新型車両の一部には、ウズベキスタン国旗を思わせるカラーリングが採用されている。地下鉄の利便性を高めるため、路線を延ばすだけでなく、新型車両の導入や車両基地(デポ)の整備、信号設備の近代化も進められる。これにより列車の運転本数を増やし、現在よりも短い1.5~3分間隔での運行を目指している。待ち時間が短くなれば、地下鉄は「時刻表を気にせず利用できる交通機関」となり、自家用車から公共交通への転換も進むだろう。人口増加が続くタシュケントにとって、輸送力の向上は路線延伸と同じくらい重要な施策となっている。

(6) ホームドアの設置

安全性向上のため、まずShakhristan駅でホームドア(ガラス製の可動柵)の試験導入が予定されている。ホームドアは転落事故や線路への立ち入りを防ぐだけでなく、列車進入時の安全性を高める効果がある。また、広告スペースとして活用できるため、地下鉄の新たな収入源にもなる。試験結果が良好であれば、今後は主要駅へ順次拡大される見込みだ。日本でもホームドアの設置が広がっている。世界の主要都市では一般的な設備となっており、タシュケント地下鉄も国際水準の安全性・快適性を目指している。

(7) 運賃制度の見直し

現在のタシュケント地下鉄は均一運賃制で、距離に関係なく同じ料金で利用できる。そのため、運賃は改札に入る際に支払うだけで、出口では精算しない仕組みになっている。しかし、今後、距離別運賃を導入する場合は、乗車駅だけでなく降車駅も記録し、実際に乗った距離に応じて運賃を計算する必要がある。つまり、現在の「入場時だけ課金する方式」から、「入場時に記録し、出場時に運賃を確定する方式」へ変更しなければならない。そのためには、すべての駅の出口に対応改札を設置し、ICカードやクレジットカードの決済システム、通信ネットワーク、運賃計算システムなどを再整備する必要がある。単なる料金表の変更ではなく、地下鉄全体の課金インフラを作り直す大規模な事業になる。収入増とコスト増のバランスをいかに図るかが課題だ。

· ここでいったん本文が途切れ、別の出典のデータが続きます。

//! Similarity-searchable index over the chunks of one document

use tracing::debug;

use crate::domain::embedding::{cosine_similarity, EmbeddingProvider, EmbeddingRequest, EmbeddingTask};
use crate::domain::ingestion::Chunk;
use crate::domain::DomainError;

/// Number of chunks retrieved per question
pub const DEFAULT_TOP_K: usize = 5;

/// Number of chunks sent to the embedding provider per request
pub const DEFAULT_EMBEDDING_BATCH_SIZE: usize = 100;

#[derive(Debug, Clone)]
struct IndexedChunk {
    chunk: Chunk,
    vector: Vec<f32>,
}

/// A retrieved chunk with its similarity to the query
#[derive(Debug, Clone, PartialEq)]
pub struct ScoredChunk<'a> {
    pub chunk: &'a Chunk,
    pub score: f32,
}

/// Chunks of a single document paired 1:1 with their embedding vectors.
///
/// A value only exists when every chunk has a vector of the same dimension.
#[derive(Debug, Clone)]
pub struct EmbeddingIndex {
    entries: Vec<IndexedChunk>,
    dimensions: usize,
}

impl EmbeddingIndex {
    /// Embed every chunk and build the index.
    ///
    /// Any provider failure aborts the whole build.
    pub async fn build(
        provider: &dyn EmbeddingProvider,
        model: &str,
        chunks: Vec<Chunk>,
        batch_size: usize,
    ) -> Result<Self, DomainError> {
        if chunks.is_empty() {
            return Err(DomainError::index_build(
                "Cannot build an index from an empty chunk sequence",
            ));
        }

        let batch_size = batch_size.max(1);
        let mut vectors = Vec::with_capacity(chunks.len());

        for (batch_number, batch) in chunks.chunks(batch_size).enumerate() {
            let texts: Vec<String> = batch.iter().map(|c| c.content.clone()).collect();
            let request =
                EmbeddingRequest::batch(model, texts).with_task(EmbeddingTask::RetrievalDocument);

            let response = provider.embed(request).await.map_err(|e| {
                DomainError::index_build(format!(
                    "Embedding failed for batch {} ({} chunks): {}",
                    batch_number,
                    batch.len(),
                    e
                ))
            })?;

            debug!(
                provider = provider.provider_name(),
                batch = batch_number,
                chunks = batch.len(),
                tokens = response.usage().total_tokens(),
                "Embedded chunk batch"
            );

            let batch_vectors = response
                .into_ordered_vectors(batch.len())
                .map_err(|e| DomainError::index_build(format!("Malformed embedding response: {}", e)))?;

            vectors.extend(batch_vectors);
        }

        Self::from_parts(chunks, vectors)
    }

    /// Pair chunks with precomputed vectors
    pub fn from_parts(chunks: Vec<Chunk>, vectors: Vec<Vec<f32>>) -> Result<Self, DomainError> {
        if chunks.is_empty() {
            return Err(DomainError::index_build(
                "Cannot build an index from an empty chunk sequence",
            ));
        }

        if chunks.len() != vectors.len() {
            return Err(DomainError::index_build(format!(
                "{} chunks but {} vectors",
                chunks.len(),
                vectors.len()
            )));
        }

        let dimensions = vectors[0].len();

        if dimensions == 0 || vectors.iter().any(|v| v.len() != dimensions) {
            return Err(DomainError::index_build(
                "Embedding vectors must be non-empty and share one dimension",
            ));
        }

        let entries = chunks
            .into_iter()
            .zip(vectors)
            .map(|(chunk, vector)| IndexedChunk { chunk, vector })
            .collect();

        Ok(Self {
            entries,
            dimensions,
        })
    }

    /// Top-`k` chunks by cosine similarity, best first.
    ///
    /// Ties keep document order and `k` is clamped to the number of chunks.
    pub fn query(&self, vector: &[f32], k: usize) -> Vec<ScoredChunk<'_>> {
        let mut scored: Vec<ScoredChunk<'_>> = self
            .entries
            .iter()
            .map(|entry| ScoredChunk {
                chunk: &entry.chunk,
                score: cosine_similarity(vector, &entry.vector),
            })
            .collect();

        // stable sort: equal scores stay in chunk order
        scored.sort_by(|a, b| b.score.total_cmp(&a.score));
        scored.truncate(k.min(self.entries.len()));
        scored
    }

    /// Number of indexed chunks
    pub fn len(&self) -> usize {
        self.entries.len()
    }

    pub fn is_empty(&self) -> bool {
        self.entries.is_empty()
    }

    /// Dimension shared by all vectors
    pub fn dimensions(&self) -> usize {
        self.dimensions
    }

    /// Indexed chunks in document order
    pub fn chunks(&self) -> impl Iterator<Item = &Chunk> {
        self.entries.iter().map(|e| &e.chunk)
    }
}

#[cfg(test)]
mod tests {
    use super::*;
    use crate::domain::embedding::MockEmbeddingProvider;
    use crate::domain::ingestion::ChunkMetadata;

    fn chunk(index: usize, text: &str) -> Chunk {
        Chunk::new(text, ChunkMetadata::new(index, 0, 0, text.len()))
    }

    fn index_of(vectors: Vec<Vec<f32>>) -> EmbeddingIndex {
        let chunks = (0..vectors.len())
            .map(|i| chunk(i, &format!("chunk {}", i)))
            .collect();
        EmbeddingIndex::from_parts(chunks, vectors).unwrap()
    }

    #[test]
    fn test_query_ranks_by_similarity() {
        let index = index_of(vec![vec![0.0, 1.0], vec![1.0, 0.0], vec![0.7, 0.7]]);

        let results = index.query(&[1.0, 0.0], 3);

        let order: Vec<usize> = results.iter().map(|r| r.chunk.index()).collect();
        assert_eq!(order, vec![1, 2, 0]);
        assert!((results[0].score - 1.0).abs() < 1e-6);
    }

    #[test]
    fn test_query_ties_keep_chunk_order() {
        let index = index_of(vec![vec![1.0, 0.0], vec![0.0, 1.0], vec![1.0, 0.0], vec![2.0, 0.0]]);

        let results = index.query(&[1.0, 0.0], 4);

        let order: Vec<usize> = results.iter().map(|r| r.chunk.index()).collect();
        assert_eq!(order, vec![0, 2, 3, 1]);
    }

    #[test]
    fn test_query_clamps_k() {
        let index = index_of(vec![vec![1.0], vec![2.0]]);

        assert_eq!(index.query(&[1.0], DEFAULT_TOP_K).len(), 2);
        assert!(index.query(&[1.0], 0).is_empty());
    }

    #[test]
    fn test_query_with_wrong_dimension_scores_zero() {
        let index = index_of(vec![vec![1.0, 0.0], vec![0.0, 1.0]]);

        let results = index.query(&[1.0, 0.0, 0.0], 2);

        assert!(results.iter().all(|r| r.score == 0.0));
        assert_eq!(results[0].chunk.index(), 0);
    }

    #[test]
    fn test_from_parts_rejects_mismatch() {
        assert!(EmbeddingIndex::from_parts(vec![], vec![]).is_err());
        assert!(EmbeddingIndex::from_parts(vec![chunk(0, "a")], vec![]).is_err());
        assert!(EmbeddingIndex::from_parts(
            vec![chunk(0, "a"), chunk(1, "b")],
            vec![vec![1.0], vec![1.0, 2.0]]
        )
        .is_err());
    }

    #[tokio::test]
    async fn test_build_batches_all_chunks() {
        let provider = MockEmbeddingProvider::new("mock");
        let chunks: Vec<Chunk> = (0..7).map(|i| chunk(i, &format!("word{} text", i))).collect();

        let index = EmbeddingIndex::build(&provider, "mock-embedding", chunks, 3)
            .await
            .unwrap();

        assert_eq!(index.len(), 7);
        assert_eq!(index.dimensions(), 512);
        assert_eq!(provider.calls(), 3);
        assert_eq!(index.chunks().map(|c| c.index()).collect::<Vec<_>>(), (0..7).collect::<Vec<_>>());
    }

    #[tokio::test]
    async fn test_build_empty_fails() {
        let provider = MockEmbeddingProvider::new("mock");

        let err = EmbeddingIndex::build(&provider, "mock-embedding", vec![], 10)
            .await
            .unwrap_err();

        assert!(matches!(err, DomainError::IndexBuild { .. }));
        assert_eq!(provider.calls(), 0);
    }

    #[tokio::test]
    async fn test_build_fails_when_a_later_batch_fails() {
        let provider = MockEmbeddingProvider::new("mock").failing_after(2, "quota exceeded");
        let chunks: Vec<Chunk> = (0..10).map(|i| chunk(i, "some text")).collect();

        let err = EmbeddingIndex::build(&provider, "mock-embedding", chunks, 3)
            .await
            .unwrap_err();

        assert!(matches!(err, DomainError::IndexBuild { .. }));
        assert!(err.to_string().contains("quota exceeded"));
        assert_eq!(provider.calls(), 3);
    }
}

(8) Park & Ride(パーク・アンド・ライド)の導入

郊外に大型駐車場を整備し、自家用車を駐車して地下鉄へ乗り換える「Park & Ride(パーク・アンド・ライド)」も重要な施策となる。現在は市中心部まで自家用車で移動する人が多く、朝夕の交通渋滞が大きな課題となっている。郊外で地下鉄に乗り換える仕組みが整えば、市内への車の流入を減らし、渋滞や排気ガスの削減につながる。これは欧州や日本の大都市でも採用されている交通政策であり、地下鉄網の拡充と組み合わせることで、持続可能な都市交通システムの実現を目指している。ただし、地下鉄駅から最終目的地までの「ラストワンマイル」をどう確保するかも重要な課題だ。駅周辺のバス路線やシェアサイクル、タクシー、Yandex Goなどとの連携が進めば、自家用車から公共交通への転換はさらに進むだろう。

4. まとめ

タシュケントの地下鉄は、「移動手段」であると同時に「観光スポット」でもある。美術館のように美しい駅、驚くほど安い運賃、市民のマナーの良さなど、実際に乗ってみて初めて分かる魅力がたくさんある。一方で、環状線が未完成であることや、国際空港へ乗り入れていないことなど、改善の余地も残されている。しかし、政府は2035年を見据えた大規模な拡張計画を進めている。環状線の完成や空港アクセスの改善、新型車両やホームドアの導入など、タシュケントの地下鉄は、さらに便利で安全な交通機関へ進化しようとしている。

タシュケントを訪れるなら、ぜひ地下鉄にも乗ってみてほしい。「世界でも屈指の美しい地下鉄」と呼ばれる理由を、きっと実感できるだろう。次に訪問するとき、地下鉄がどこまで進化しているのか、今から楽しみでならない。そして可能であれば、タシュケントの都市交通の発展に、日本企業も貢献してほしいと思う。